Calder showed his empty palms. “Lower your weapon, Guardsman.”
“Move out of the way, sir!” the man shouted, stepping forward as though to move Calder physically out of the way.
Calder walked into him voluntarily, so that the bayonet rested at the end of his chest. The Guard jerked the weapon away hastily. “This woman saved my life. He tried to kill me.” He jerked his thumb toward the Champion’s corpse.
More Guards poured into the room, and two immediately checked the body for vitals. “Slit throat,” one said.
“Champion,” the second responded.
“Good point.”
Together, they drew swords and hacked the limbs from the man’s body. Shivering, Calder turned away. “Excuse me, my friend and I would like to be taken somewhere else. I’m not feeling particularly safe in here, for some reason.”

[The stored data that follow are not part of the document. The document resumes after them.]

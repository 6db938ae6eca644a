use std::fmt;

use crate::{
    config::PrometheusConfig,
    error::AppError,
    query::{LabelMatcher, MetricField, MetricFunction, QueryDefaults, QueryParameters},
};

/// Inner rate window used when averaging or maxing a counter
const SUBQUERY_RATE_WINDOW: &str = "1m";

/// A PromQL range query ready to send
#[derive(Debug, Clone, PartialEq, Eq)]
pub struct PromQuery {
    pub promql: String,
    pub start: i64,
    pub end: i64,
    pub step_seconds: u64,
    pub range_seconds: u64,
    pub limit: u32,
}

impl PromQuery {
    /// Outbound `query_range` parameters
    pub fn query_pairs(&self) -> Vec<(&'static str, String)> {
        vec![
            ("query", self.promql.clone()),
            ("start", self.start.to_string()),
            ("end", self.end.to_string()),
            ("step", format!("{}s", self.step_seconds)),
        ]
    }
}

struct Selector<'a> {
    metric: &'a str,
    matchers: &'a [LabelMatcher],
}

impl fmt::Display for Selector<'_> {
    fn fmt(&self, f: &mut fmt::Formatter<'_>) -> fmt::Result {
        write!(f, "{}{{", self.metric)?;
        for (i, matcher) in self.matchers.iter().enumerate() {
            if i > 0 {
                f.write_str(",")?;
            }
            write!(f, "{}", matcher)?;
        }
        f.write_str("}")
    }
}

/// Compiles topology queries against the pre-aggregated flow counters
///
/// Only labels carried by the counters can be filtered on. The reporter
/// parameter has no meaning here and is ignored.
pub struct TopologyMetricsQuery<'a> {
    defaults: &'a QueryDefaults,
    config: &'a PrometheusConfig,
}

impl<'a> TopologyMetricsQuery<'a> {
    pub fn new(defaults: &'a QueryDefaults, config: &'a PrometheusConfig) -> Self {
        Self { defaults, config }
    }

    fn metric(&self, field: MetricField) -> &str {
        match field {
            MetricField::Bytes => &self.config.bytes_metric,
            MetricField::Packets => &self.config.packets_metric,
        }
    }

    fn matchers(&self, params: &QueryParameters) -> Result<Vec<LabelMatcher>, AppError> {
        params
            .filters()
            .iter()
            .map(|filter| {
                if self.config.labels.iter().any(|l| l == filter.key()) {
                    Ok(filter.label_matcher())
                } else {
                    Err(AppError::InvalidParameter(format!(
                        "filter on {} is not supported by the metrics backend",
                        filter.key()
                    )))
                }
            })
            .collect()
    }

    pub fn expression(&self, params: &QueryParameters) -> Result<String, AppError> {
        let matchers = self.matchers(params)?;
        let selector = Selector {
            metric: self.metric(params.field()),
            matchers: &matchers,
        };
        let range = params.resolve_range(self.defaults);

        let inner = match params.function() {
            MetricFunction::Rate => format!("rate({}[{}s])", selector, range),
            MetricFunction::Sum => format!("increase({}[{}s])", selector, range),
            function => format!(
                "{}(rate({}[{}])[{}s:])",
                function.as_logql(),
                selector,
                SUBQUERY_RATE_WINDOW,
                range
            ),
        };

        Ok(format!(
            "topk({},sum by({}) ({}))",
            params.resolve_limit(self.defaults),
            self.config.labels.join(","),
            inner
        ))
    }

    /// Compile the query; missing bounds end at `now` and span the range
    pub fn build(&self, params: &QueryParameters, now: i64) -> Result<PromQuery, AppError> {
        let range_seconds = params.resolve_range(self.defaults);
        let end = params.end().unwrap_or(now);
        let start = match params.start() {
            Some(start) => start,
            None => i64::try_from(range_seconds)
                .ok()
                .and_then(|range| end.checked_sub(range))
                .ok_or_else(|| {
                    AppError::InvalidParameter(format!(
                        "can't derive start param from end {} and range {}s",
                        end, range_seconds
                    ))
                })?,
        };

        let query = PromQuery {
            promql: self.expression(params)?,
            start,
            end,
            step_seconds: self.defaults.step_seconds,
            range_seconds,
            limit: params.resolve_limit(self.defaults),
        };
        tracing::debug!(
            promql = %query.promql,
            start,
            end,
            range_seconds = query.range_seconds,
            limit = query.limit,
            "Compiled topology metrics query"
        );
        Ok(query)
    }
}

#[cfg(test)]
mod tests {
    use super::*;
    use crate::config::create_test_config;

    const LABELS: &str = "SrcK8S_Namespace,SrcK8S_OwnerName,SrcK8S_OwnerType,DstK8S_Namespace,DstK8S_OwnerName,DstK8S_OwnerType";

    fn compile(pairs: &[(&str, &str)]) -> Result<PromQuery, AppError> {
        let config = create_test_config();
        let params = QueryParameters::from_pairs(pairs.iter().copied())?;
        TopologyMetricsQuery::new(&config.query, &config.prometheus).build(&params, 10_000)
    }

    #[test]
    fn test_default_query() {
        let query = compile(&[]).unwrap();
        assert_eq!(
            query.promql,
            format!(
                "topk(100,sum by({}) (increase(netobserv_workload_flows_bytes_total{{}}[300s])))",
                LABELS
            )
        );
        assert_eq!(query.end, 10_000);
        assert_eq!(query.start, 9_700);
        assert_eq!(query.step_seconds, 60);
    }

    #[test]
    fn test_functions() {
        let query = compile(&[("function", "rate"), ("type", "packets")]).unwrap();
        assert!(query
            .promql
            .contains("(rate(netobserv_workload_flows_packets_total{}[300s]))"));

        let query = compile(&[("function", "avg"), ("start", "1000"), ("end", "1600")]).unwrap();
        assert!(query
            .promql
            .contains("(avg_over_time(rate(netobserv_workload_flows_bytes_total{}[1m])[600s:]))"));
        assert_eq!((query.start, query.end), (1000, 1600));

        let query = compile(&[("function", "max")]).unwrap();
        assert!(query.promql.contains("max_over_time(rate("));
    }

    #[test]
    fn test_label_filters() {
        let query = compile(&[
            ("SrcK8S_Namespace", "\"default\""),
            ("DstK8S_OwnerName", "api"),
            ("limit", "5"),
            ("reporter", "source"),
        ])
        .unwrap();
        assert!(query.promql.starts_with("topk(5,"));
        assert_eq!(query.limit, 5);
        assert_eq!(query.range_seconds, 300);
        assert!(query.promql.contains(
            r#"netobserv_workload_flows_bytes_total{SrcK8S_Namespace=~"default",DstK8S_OwnerName=~"(?i).*api.*"}"#
        ));
        assert!(!query.promql.contains("FlowDirection"));
    }

    #[test]
    fn test_unsupported_filter_rejected() {
        let err = compile(&[("SrcAddr", "10.0.0.1")]).unwrap_err();
        assert!(matches!(err, AppError::InvalidParameter(_)));
        assert!(err.to_string().contains("SrcAddr"));
    }

    #[test]
    fn test_start_underflow_rejected() {
        let err = compile(&[("end", "-9223372036854775808")]).unwrap_err();
        assert!(matches!(err, AppError::InvalidParameter(_)));

        let query = compile(&[("end", "-9223372036854775508")]).unwrap();
        assert_eq!(query.start, i64::MIN);
        assert_eq!(query.range_seconds, 300);
    }

    #[test]
    fn test_range_beyond_i64_rejected_without_start() {
        let config = create_test_config();
        let defaults = QueryDefaults {
            range_seconds: u64::MAX,
            ..Default::default()
        };
        let params = QueryParameters::from_pairs([("end", "1300")]).unwrap();
        let err = TopologyMetricsQuery::new(&defaults, &config.prometheus)
            .build(&params, 0)
            .unwrap_err();
        assert!(matches!(err, AppError::InvalidParameter(_)));
    }

    #[test]
    fn test_query_pairs() {
        let query = compile(&[("start", "1000"), ("end", "1300")]).unwrap();
        let pairs = query.query_pairs();
        assert!(pairs.contains(&("start", "1000".to_string())));
        assert!(pairs.contains(&("end", "1300".to_string())));
        assert!(pairs.contains(&("step", "60s".to_string())));
    }
}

The Guard’s gaze hardened when it moved over Calder’s shoulder. “I’m sorry, sir, we need to ask her some questions. Standing orders.”
“Why’s that?”
“She’s a Consultant, sir. One of the enemy.”
“Ah, I can see your confusion.” He stepped back, presenting Meia with one arm outstretched. “She’s not a Consultant at all. She’s a Navigator. A member of my crew, in fact, my new…cook.”
Meia’s eyes were back to a human blue, and she stared at him as though she could focus hard enough to Read his Intent. Maybe she could; was she a Reader? He had no idea. But if she was a Reader and a trained assassin and a warrior with enough enhancements to fight toe-to-toe with Urzaia Woodsman, that just wouldn’t be fair.
The Guard looked uneasy. Calder took advantage, pressing him while he was uncomfortable. “Let’s go, Guardsman. Lead me and my cook to safety.” He held a hand to his temple against a throb of sudden pain. “And a medical alchemist, as soon as possible. I’d like to kill this pain yesterday, if that can be arranged.”
While the Guard was uncertain when faced with Meia, he knew exactly what to do with an injured ally. They practically carried him down the hall, sending for the palace alchemists, and Meia followed.